### Task prompt
Copy the records below word for word. Stop after the line that contains "use std::sync::Arc;".

*** Extracted entries ***

// Copyright 2023 - 2024 Muxstream See the COPYRIGHT
// file at the top-level directory of this distribution.
//
// Licensed under the Apache License, Version 2.0 <LICENSE-APACHE or
// http://www.apache.org/licenses/LICENSE-2.0>, at your
// option. This file may not be copied, modified, or distributed
// except according to those terms.
//
// Author: tickbh
// -----
// Created Date: 2024/01/17 09:42:25

use std::sync::Arc;

use bytes::Bytes;

use crate::frame::{Reason, StreamIdentifier, WindowSize};
use crate::protocol::mux::inner_stream::{HalfState, InnerStream};
use crate::{ProtError, ProtResult};

/// 写入结果: 对端明确拒收后续数据时返回`Stopped`, 调用方不必再重试
#[derive(Debug, Clone, Copy, PartialEq, Eq)]
pub enum WriteOutcome {
    Sent,
    Stopped,
}

/// 一条逻辑流, 双向流两个半边齐全, 单向流只有与本端方向相符的半边
pub struct MuxStream {
    id: StreamIdentifier,
    is_remote: bool,
    recv: Option<RecvStream>,
    send: Option<SendStream>,
}

impl MuxStream {
    pub(crate) fn new(inner: Arc<InnerStream>, is_remote: bool) -> MuxStream {
        let id = inner.id();
        let has_input = id.is_bidirectional() || is_remote;
        let has_output = id.is_bidirectional() || !is_remote;
        MuxStream {
            id,
            is_remote,
            recv: has_input.then(|| RecvStream {
                inner: inner.clone(),
                unacked: 0,
            }),
            send: has_output.then(|| SendStream { inner }),
        }
    }

    pub fn id(&self) -> StreamIdentifier {
        self.id
    }

    pub fn is_bidirectional(&self) -> bool {
        self.id.is_bidirectional()
    }

    pub fn is_remote(&self) -> bool {
        self.is_remote
    }

    pub fn recv_stream(&mut self) -> Option<&mut RecvStream> {
        self.recv.as_mut()
    }

    pub fn send_stream(&mut self) -> Option<&mut SendStream> {
        self.send.as_mut()
    }

    /// 拆出两个半边分别持有, 缺失的半边为None
    pub fn split(mut self) -> (Option<RecvStream>, Option<SendStream>) {
        (self.recv.take(), self.send.take())
    }

    pub fn take_recv_stream(&mut self) -> Option<RecvStream> {
        self.recv.take()
    }

    pub fn take_send_stream(&mut self) -> Option<SendStream> {
        self.send.take()
    }

    /// 放弃整条流, 未完成的半边以RESET通知对端
    pub fn dispose(&mut self) {
        if let Some(recv) = &mut self.recv {
            recv.complete();
        }
        if let Some(send) = &mut self.send {
            let _ = send.complete(None);
        }
    }
}

impl std::fmt::Debug for MuxStream {
    fn fmt(&self, f: &mut std::fmt::Formatter<'_>) -> std::fmt::Result {
        f.debug_struct("MuxStream")
            .field("id", &self.id)
            .field("is_remote", &self.is_remote)
            .finish()
    }
}

/// 输入半边: 消费端驱动, 读进度通过`advance`显式确认后才会补充对端窗口
pub struct RecvStream {
    inner: Arc<InnerStream>,
    /// 已交付应用但还未确认的字节数
    unacked: usize,
}

impl RecvStream {
    pub fn id(&self) -> StreamIdentifier {
        self.inner.id()
    }

    /// 读下一块数据, 流正常结束返回None.
    /// 取消(丢弃该future)不影响流上的后续调用
    pub async fn read(&mut self) -> ProtResult<Option<Bytes>> {
        loop {
            let notified = self.inner.recv_notify().notified();
            tokio::pin!(notified);
            // 先注册再检查, 中途到来的通知不会丢
            notified.as_mut().enable();
            {
                let mut state = self.inner.state();
                state.check_error()?;
                if let Some(chunk) = state.recv_buf.pop_front() {
                    self.unacked += chunk.len();
                    return Ok(Some(chunk));
                }
                match state.input {
                    HalfState::Aborted(reason) => {
                        return Err(ProtError::StreamAborted(reason));
                    }
                    HalfState::Completed => return Ok(None),
                    HalfState::Open => {}
                }
                if state.recv_end {
                    // 全部数据已交付
                    state.input = HalfState::Completed;
                    drop(state);
                    self.inner.wake_conn();
                    return Ok(None);
                }
            }
            notified.await;
        }
    }

    /// 确认已处理n字节, 由此产生对端发送窗口的补充.
    /// 不确认则对端写满一个窗口后被反压
    pub fn advance(&mut self, n: usize) {
        let n = n.min(self.unacked);
        if n == 0 {
            return;
        }
        self.unacked -= n;
        let mut state = self.inner.state();
        if state.input.is_terminal() && state.recv_buf.is_empty() {
            return;
        }
        state.pending_window += n as WindowSize;
        drop(state);
        self.inner.wake_conn();
    }

    /// 标记输入半边终止. 对端还在发送时以RESET要求其停止
    pub fn complete(&mut self) {
        let mut state = self.inner.state();
        if state.input.is_terminal() {
            return;
        }
        if state.recv_end {
            // 数据已全部到达, 无需让对端停止
            state.input = HalfState::Completed;
            state.recv_buf.clear();
            drop(state);
            self.inner.wake_conn();
            return;
        }
        drop(state);
        self.inner.local_reset(Reason::STREAM_CLOSED, true);
    }

    /// 等待输入半边关闭: 对端发完END、流被重置或连接终止
    pub async fn closed(&mut self) {
        loop {
            let notified = self.inner.recv_notify().notified();
            tokio::pin!(notified);
            notified.as_mut().enable();
            {
                let state = self.inner.state();
                if state.recv_end || state.input.is_terminal() || state.conn_close.is_some() {
                    return;
                }
            }
            notified.await;
        }
    }
}

impl Drop for RecvStream {
    fn drop(&mut self) {
        // 丢弃句柄不等于取消流: 不发RESET, 只把输入半边静默收尾
        let unacked = self.unacked as WindowSize;
        self.unacked = 0;
        self.inner.discard_input(unacked);
    }
}

impl std::fmt::Debug for RecvStream {
    fn fmt(&self, f: &mut std::fmt::Formatter<'_>) -> std::fmt::Result {
        f.debug_struct("RecvStream")
            .field("id", &self.inner.id())
            .finish()
    }
}

/// 输出半边: 生产端驱动, 受对端通告的信用窗口反压
pub struct SendStream {
    inner: Arc<InnerStream>,
}

impl SendStream {
    pub fn id(&self) -> StreamIdentifier {
        self.inner.id()
    }

    /// 写入数据, 窗口不足时挂起, 大块写入按窗口拆分逐步放行.
    /// `end_stream`表示之后不会再有写入
    pub async fn write(&mut self, data: Bytes, end_stream: bool) -> ProtResult<WriteOutcome> {
        let mut data = data;
        loop {
            let notified = self.inner.send_notify().notified();
            tokio::pin!(notified);
            // 先注册再检查, 中途到来的通知不会丢
            notified.as_mut().enable();
            {
                let mut state = self.inner.state();
                state.check_error()?;
                match state.output {
                    HalfState::Aborted(reason) => {
                        if state.peer_stopped {
                            return Ok(WriteOutcome::Stopped);
                        }
                        return Err(ProtError::StreamAborted(reason));
                    }
                    HalfState::Completed => {
                        return Err(ProtError::Extension("write after end of stream"));
                    }
                    HalfState::Open => {}
                }
                if state.send_end_requested {
                    return Err(ProtError::Extension("write after end of stream"));
                }
                let wrote = state.admit_send(&mut data);
                if data.is_empty() {
                    if end_stream {
                        state.send_end_requested = true;
                    }
                    let wake = wrote > 0 || end_stream;
                    drop(state);
                    if wake {
                        self.inner.wake_conn();
                    }
                    return Ok(WriteOutcome::Sent);
                }
                drop(state);
                if wrote > 0 {
                    self.inner.wake_conn();
                }
            }
            notified.await;
        }
    }

    /// 标记输出半边终止. 带原因或未发END时放弃, 以RESET通知对端;
    /// 对端输入已关闭时为无害的空操作
    pub fn complete(&mut self, reason: Option<Reason>) -> ProtResult<()> {
        let state = self.inner.state();
        if state.output.is_terminal() || state.peer_stopped {
            return Ok(());
        }
        match reason {
            None if state.send_end_requested => {
                // 已带END写入, 等驱动任务发完即正常完成
                Ok(())
            }
            None => {
                let mut state = state;
                if !state.wrote_any {
                    // 一个字节都没写过, 以空的END收尾而不是重置
                    state.send_end_requested = true;
                    drop(state);
                    self.inner.wake_conn();
                    return Ok(());
                }
                drop(state);
                self.inner.local_reset(Reason::STREAM_CLOSED, false);
                Ok(())
            }
            Some(reason) => {
                drop(state);
                self.inner.local_reset(reason, false);
                Ok(())
            }
        }
    }

    /// 等待输出半边关闭: END已发出、流被重置或连接终止
    pub async fn closed(&mut self) {
        loop {
            let notified = self.inner.send_notify().notified();
            tokio::pin!(notified);
            notified.as_mut().enable();
            {
                let state = self.inner.state();
                if state.output.is_terminal() || state.conn_close.is_some() {
                    return;
                }
            }
            notified.await;
        }
    }
}

impl Drop for SendStream {
    fn drop(&mut self) {
        let _ = self.complete(None);
    }
}

impl std::fmt::Debug for SendStream {
    fn fmt(&self, f: &mut std::fmt::Formatter<'_>) -> std::fmt::Result {
        f.debug_struct("SendStream")
            .field("id", &self.inner.id())
            .finish()
    }
}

*** End of Extracted entries ***

### Result of the task
// Copyright 2023 - 2024 Muxstream See the COPYRIGHT
// file at the top-level directory of this distribution.
//
// Licensed under the Apache License, Version 2.0 <LICENSE-APACHE or
// http://www.apache.org/licenses/LICENSE-2.0>, at your
// option. This file may not be copied, modified, or distributed
// except according to those terms.
//
// Author: tickbh
// -----
// Created Date: 2024/01/17 09:42:25

use std::sync::Arc;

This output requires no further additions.